MIPS R4000 Microprocessor User's Manual 59
The CPU Pipeline
3.6 R4400 Processor Uncached Store Buffer
The R4400 processor contains an uncached store buffer to improve the
performance of uncached stores over that available from an R4000
processor. When an uncached store reaches the write-back (WB) stage in
the CPU pipeline, the CPU must stall until the store is sent off-chip. In the
R4400 processor, a single-entry buffer stores this uncached WB-stage data
on the chip without stalling the pipeline.
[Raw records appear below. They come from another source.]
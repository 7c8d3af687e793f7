//! Bundled rules over selected context fields.
//!
//! Each rule pairs a field name (used in messages) with a selector closure
//! that projects the field out of the context. Selectors are plain functions
//! of the context, so the rules stay stateless and shareable.

mod from_fn;
mod min_length;
mod not_null;
mod pattern;

pub use from_fn::{from_fn, FnRule};
pub use min_length::MinLengthRule;
pub use not_null::NotNullRule;
pub use pattern::PatternRule;
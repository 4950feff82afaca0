use crate::error::Result;
use crate::services::dialog::SessionRegistry;
use futures::future::join_all;
use std::sync::Arc;
use std::time::Duration;
use tokio::time::interval;
use tracing::{info, warn};

/// Background worker that periodically fires context timeouts
///
/// Each tick asks the store for sessions whose context expired while idle and
/// routes a timeout through the owning session actor.
pub async fn expiry_sweeper_worker(
    registry: Arc<SessionRegistry>,
    sweep_every: Duration,
    mut shutdown_rx: tokio::sync::broadcast::Receiver<()>,
) {
    let mut sweep_interval = interval(sweep_every);
    info!("[ExpirySweeper] Started (runs every {:?})", sweep_every);

    loop {
        tokio::select! {
            _ = shutdown_rx.recv() => {
                info!("[ExpirySweeper] Shutting down");
                break;
            }
            _ = sweep_interval.tick() => {
                match sweep_expired_contexts(&registry).await {
                    Ok(0) => {}
                    Ok(count) => info!("[ExpirySweeper] Timed out {} contexts", count),
                    Err(e) => warn!("[ExpirySweeper] Sweep failed: {}", e),
                }

                let pruned = registry.prune().await;
                if pruned > 0 {
                    info!("[ExpirySweeper] Pruned {} idle session actors", pruned);
                }
            }
        }
    }

    info!("[ExpirySweeper] Stopped");
}

/// Runs one sweep. Returns how many sessions had a timeout processed.
///
/// Sessions are handled concurrently; a failing one is logged and skipped.
pub async fn sweep_expired_contexts(registry: &SessionRegistry) -> Result<usize> {
    let engine = registry.engine();
    let expired = engine.store().expired_contexts(engine.now()).await?;

    let results = join_all(expired.iter().map(|session_id| async move {
        (session_id, registry.dispatch_timeout(session_id).await)
    }))
    .await;

    let mut processed = 0;
    for (session_id, result) in results {
        match result {
            Ok(Some(_)) => processed += 1,
            Ok(None) => {}
            Err(e) => {
                warn!(session_id = %session_id, "[ExpirySweeper] Timeout failed: {}", e);
            }
        }
    }

    Ok(processed)
}
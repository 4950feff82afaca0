use super::InstructionStrategy;
use crate::error::{Error, Result};
use crate::models::{ActionSpec, DialogEvent, Variables};
use crate::providers::{ActionRunner, ActionScope};
use crate::services::dialog::instruction::{Instruction, InstructionContext, ProcessingResult};
use async_trait::async_trait;
use std::sync::Arc;
use std::time::Duration;
use tokio::sync::broadcast;

/// Runs `on-enter` and `on-receive` instructions through the [`ActionRunner`],
/// bounded by a timeout.
pub struct ActionStrategy {
    runner: Arc<dyn ActionRunner>,
    timeout: Duration,
    events: broadcast::Sender<DialogEvent>,
}

impl ActionStrategy {
    pub fn new(runner: Arc<dyn ActionRunner>, timeout: Duration, events: broadcast::Sender<DialogEvent>) -> Self {
        Self { runner, timeout, events }
    }

    fn notify(&self, event: DialogEvent) {
        // no subscribers is fine
        let _ = self.events.send(event);
    }
}

#[async_trait]
impl InstructionStrategy for ActionStrategy {
    async fn execute(&self, instruction: &Instruction, ctx: &InstructionContext<'_>) -> Result<ProcessingResult> {
        let action = ActionSpec::new(instruction.function.as_str());
        let session_id = ctx.session.id.as_str();
        let no_temp = Variables::new();
        let scope = ActionScope {
            session_id,
            session: &ctx.session.session_vars,
            temp: ctx.session.context.as_ref().map_or(&no_temp, |c| &c.temp),
        };

        self.notify(DialogEvent::ActionStarted {
            session_id: session_id.to_string(),
            action: action.name().to_string(),
        });
        tracing::debug!(session_id = %session_id, action = %action.name(), "[DialogEngine] Running action");

        let result = tokio::time::timeout(self.timeout, self.runner.run(&action, ctx.event, scope)).await;
        let outcome = match result {
            Ok(Ok(outcome)) => Ok(outcome),
            Ok(Err(failure)) => Err(failure.message),
            Err(_) => Err(format!("timed out after {}ms", self.timeout.as_millis())),
        };

        self.notify(DialogEvent::ActionEnded {
            session_id: session_id.to_string(),
            action: action.name().to_string(),
            success: outcome.is_ok(),
        });

        match outcome {
            Ok(outcome) if outcome.update.is_empty() => Ok(ProcessingResult::None),
            Ok(outcome) => Ok(ProcessingResult::Update(outcome.update)),
            Err(message) => {
                tracing::warn!(
                    session_id = %session_id,
                    action = %action.name(),
                    error = %message,
                    "[DialogEngine] Action failed"
                );
                Err(Error::ActionExecution {
                    action: action.name().to_string(),
                    message,
                })
            }
        }
    }
}

#[cfg(test)]
mod tests {
    use super::*;
    use crate::models::{DialogContext, DialogSession, Event, Expiry};
    use crate::providers::{ActionFailure, ActionOutcome, ActionRegistry};
    use crate::services::dialog::election::Election;
    use chrono::Utc;
    use serde_json::json;

    struct SlowRunner;

    #[async_trait]
    impl ActionRunner for SlowRunner {
        async fn run(
            &self,
            _action: &ActionSpec,
            _event: &Event,
            _scope: ActionScope<'_>,
        ) -> std::result::Result<ActionOutcome, ActionFailure> {
            tokio::time::sleep(Duration::from_secs(60)).await;
            Ok(ActionOutcome::none())
        }
    }

    fn session() -> DialogSession {
        let now = Utc::now();
        let mut session = DialogSession::new("s1", "bot", Expiry { context: now, session: now }, now);
        session.context = Some(DialogContext::at("main.flow.json", "entry"));
        session
    }

    fn strategy(runner: Arc<dyn ActionRunner>, timeout: Duration) -> (ActionStrategy, broadcast::Receiver<DialogEvent>) {
        let (tx, rx) = broadcast::channel(16);
        (ActionStrategy::new(runner, timeout, tx), rx)
    }

    #[tokio::test]
    async fn test_update_is_returned() {
        let (strategy, mut rx) = strategy(Arc::new(ActionRegistry::with_builtins()), Duration::from_secs(1));
        let session = session();
        let event = Event::text("bot", "hi");
        let election = Election::default();
        let ctx = InstructionContext { session: &session, event: &event, election: &election };

        let result = strategy
            .execute(&Instruction::on_enter(r#"setVariable {"name":"x","value":1}"#), &ctx)
            .await
            .unwrap();

        let ProcessingResult::Update(update) = result else {
            panic!("expected an update, got {:?}", result);
        };
        assert_eq!(update.temp.unwrap()["x"], json!(1));
        assert!(matches!(rx.recv().await.unwrap(), DialogEvent::ActionStarted { .. }));
        assert!(matches!(rx.recv().await.unwrap(), DialogEvent::ActionEnded { success: true, .. }));
    }

    #[tokio::test]
    async fn test_empty_outcome_is_none() {
        let registry = ActionRegistry::new().with_fn("noop", |_, _, _| Ok(ActionOutcome::none()));
        let (strategy, _rx) = strategy(Arc::new(registry), Duration::from_secs(1));
        let session = session();
        let event = Event::text("bot", "hi");
        let election = Election::default();
        let ctx = InstructionContext { session: &session, event: &event, election: &election };

        let result = strategy.execute(&Instruction::on_receive("noop"), &ctx).await.unwrap();
        assert_eq!(result, ProcessingResult::None);
    }

    #[tokio::test]
    async fn test_failure_becomes_action_error() {
        let (strategy, mut rx) = strategy(Arc::new(ActionRegistry::new()), Duration::from_secs(1));
        let session = session();
        let event = Event::text("bot", "hi");
        let election = Election::default();
        let ctx = InstructionContext { session: &session, event: &event, election: &election };

        let err = strategy.execute(&Instruction::on_enter("missing"), &ctx).await.unwrap_err();
        assert!(matches!(err, Error::ActionExecution { ref action, .. } if action == "missing"));
        let _started = rx.recv().await.unwrap();
        assert!(matches!(rx.recv().await.unwrap(), DialogEvent::ActionEnded { success: false, .. }));
    }

    #[tokio::test]
    async fn test_timeout_becomes_action_error() {
        let (strategy, _rx) = strategy(Arc::new(SlowRunner), Duration::from_millis(50));
        let session = session();
        let event = Event::text("bot", "hi");
        let election = Election::default();
        let ctx = InstructionContext { session: &session, event: &event, election: &election };

        let err = strategy.execute(&Instruction::on_enter("slow"), &ctx).await.unwrap_err();
        match err {
            Error::ActionExecution { message, .. } => assert!(message.contains("timed out")),
            other => panic!("unexpected error {:?}", other),
        }
    }
}
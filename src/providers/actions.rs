//! Name-indexed catalogue of action handlers.

use super::{ActionFailure, ActionOutcome, ActionRunner, ActionScope};
use crate::models::{ActionSpec, Event, Variables};
use async_trait::async_trait;
use serde::Deserialize;
use serde_json::Value;
use std::collections::HashMap;
use std::sync::Arc;

/// A single named action.
#[async_trait]
pub trait ActionHandler: Send + Sync {
    async fn handle(
        &self,
        args: Option<Value>,
        event: &Event,
        scope: ActionScope<'_>,
    ) -> Result<ActionOutcome, ActionFailure>;
}

struct FnHandler<F>(F);

#[async_trait]
impl<F> ActionHandler for FnHandler<F>
where
    F: Fn(Option<Value>, &Event, ActionScope<'_>) -> Result<ActionOutcome, ActionFailure> + Send + Sync,
{
    async fn handle(
        &self,
        args: Option<Value>,
        event: &Event,
        scope: ActionScope<'_>,
    ) -> Result<ActionOutcome, ActionFailure> {
        (self.0)(args, event, scope)
    }
}

/// Dispatches actions to registered handlers by name.
#[derive(Clone, Default)]
pub struct ActionRegistry {
    handlers: HashMap<String, Arc<dyn ActionHandler>>,
}

impl ActionRegistry {
    pub fn new() -> Self {
        Self::default()
    }

    /// A registry preloaded with `setVariable`.
    pub fn with_builtins() -> Self {
        Self::new().with_fn("setVariable", set_variable)
    }

    pub fn register(&mut self, name: impl Into<String>, handler: Arc<dyn ActionHandler>) {
        self.handlers.insert(name.into(), handler);
    }

    pub fn with_handler(mut self, name: impl Into<String>, handler: Arc<dyn ActionHandler>) -> Self {
        self.register(name, handler);
        self
    }

    /// Registers a synchronous closure as an action.
    pub fn with_fn<F>(self, name: impl Into<String>, handler: F) -> Self
    where
        F: Fn(Option<Value>, &Event, ActionScope<'_>) -> Result<ActionOutcome, ActionFailure>
            + Send
            + Sync
            + 'static,
    {
        self.with_handler(name, Arc::new(FnHandler(handler)))
    }

    pub fn contains(&self, name: &str) -> bool {
        self.handlers.contains_key(name)
    }

    pub fn names(&self) -> Vec<&str> {
        let mut names: Vec<_> = self.handlers.keys().map(String::as_str).collect();
        names.sort_unstable();
        names
    }
}

impl std::fmt::Debug for ActionRegistry {
    fn fmt(&self, f: &mut std::fmt::Formatter<'_>) -> std::fmt::Result {
        f.debug_struct("ActionRegistry").field("actions", &self.names()).finish()
    }
}

#[async_trait]
impl ActionRunner for ActionRegistry {
    async fn run(
        &self,
        action: &ActionSpec,
        event: &Event,
        scope: ActionScope<'_>,
    ) -> Result<ActionOutcome, ActionFailure> {
        let handler = self
            .handlers
            .get(action.name())
            .ok_or_else(|| ActionFailure::new(format!("Action '{}' not found", action.name())))?;
        handler.handle(action.args(), event, scope).await
    }
}

#[derive(Debug, Deserialize)]
#[serde(rename_all = "lowercase")]
enum VariableScope {
    Session,
    Temp,
}

#[derive(Debug, Deserialize)]
struct SetVariableArgs {
    #[serde(rename = "type", default = "default_scope")]
    scope: VariableScope,
    name: String,
    #[serde(default)]
    value: Value,
}

fn default_scope() -> VariableScope {
    VariableScope::Temp
}

/// `setVariable {"type": "session"|"temp", "name": ..., "value": ...}`
fn set_variable(
    args: Option<Value>,
    _event: &Event,
    _scope: ActionScope<'_>,
) -> Result<ActionOutcome, ActionFailure> {
    let args = args.ok_or_else(|| ActionFailure::new("setVariable requires arguments"))?;
    let args: SetVariableArgs = serde_json::from_value(args)
        .map_err(|e| ActionFailure::new(format!("Invalid setVariable arguments: {}", e)))?;

    let mut vars = Variables::new();
    vars.insert(args.name, args.value);

    Ok(match args.scope {
        VariableScope::Session => ActionOutcome::session(vars),
        VariableScope::Temp => ActionOutcome::temp(vars),
    })
}

#[cfg(test)]
mod tests {
    use super::*;
    use serde_json::json;

    fn scope<'a>(vars: &'a Variables) -> ActionScope<'a> {
        ActionScope {
            session_id: "s1",
            session: vars,
            temp: vars,
        }
    }

    #[tokio::test]
    async fn test_set_variable_session() {
        let registry = ActionRegistry::with_builtins();
        let vars = Variables::new();
        let event = Event::text("bot", "hi");

        let outcome = registry
            .run(
                &ActionSpec::new(r#"setVariable {"type":"session","name":"lang","value":"fr"}"#),
                &event,
                scope(&vars),
            )
            .await
            .unwrap();

        assert_eq!(outcome.update.session.unwrap()["lang"], json!("fr"));
        assert!(outcome.update.temp.is_none());
    }

    #[tokio::test]
    async fn test_set_variable_defaults_to_temp() {
        let registry = ActionRegistry::with_builtins();
        let vars = Variables::new();
        let outcome = registry
            .run(
                &ActionSpec::new(r#"setVariable {"name":"step","value":2}"#),
                &Event::text("bot", "hi"),
                scope(&vars),
            )
            .await
            .unwrap();
        assert_eq!(outcome.update.temp.unwrap()["step"], json!(2));
    }

    #[tokio::test]
    async fn test_unknown_action_fails() {
        let registry = ActionRegistry::new();
        let vars = Variables::new();
        let err = registry
            .run(&ActionSpec::new("launchRocket"), &Event::text("bot", "hi"), scope(&vars))
            .await
            .unwrap_err();
        assert!(err.message.contains("launchRocket"));
    }

    #[tokio::test]
    async fn test_closure_handler_sees_event_and_scope() {
        let registry = ActionRegistry::new().with_fn("echo", |_args, event, scope| {
            let mut vars = Variables::new();
            vars.insert("echo".into(), event.payload["text"].clone());
            vars.insert("session".into(), json!(scope.session_id));
            Ok(ActionOutcome::temp(vars))
        });
        let vars = Variables::new();
        let outcome = registry
            .run(&ActionSpec::new("echo"), &Event::text("bot", "ping"), scope(&vars))
            .await
            .unwrap();

        let temp = outcome.update.temp.unwrap();
        assert_eq!(temp["echo"], "ping");
        assert_eq!(temp["session"], "s1");
    }
}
If a second uncached store reaches the WB stage in the R4400 processor
before the first uncached store has been moved off-chip, the CPU stalls
until the store buffer completes the first uncached store. To avoid this
stall, the compiler can insert seven instruction cycles between the two
uncached stores, as shown in Figure 3-12. A single instruction that
requires seven cycles to complete could be used in place of the seven No
Operation (NOP) instructions.
Figure 3-12 Pipeline Sequence for Back-to-Back Uncached Stores
If the two uncached stores execute within a loop, the two killed
instructions which are part of the loop branch latency are included in the
count of seven interpolated cycles. Figure 3-13 shows the four NOP
instructions that need to be scheduled in this case.
SW R2, (r3) # uncached store
NOP # NOP 1
NOP # NOP 2
NOP # NOP 3
NOP # NOP 4
NOP # NOP 5
NOP # NOP 6
NOP # NOP 7
SW R2, (R3) # uncached store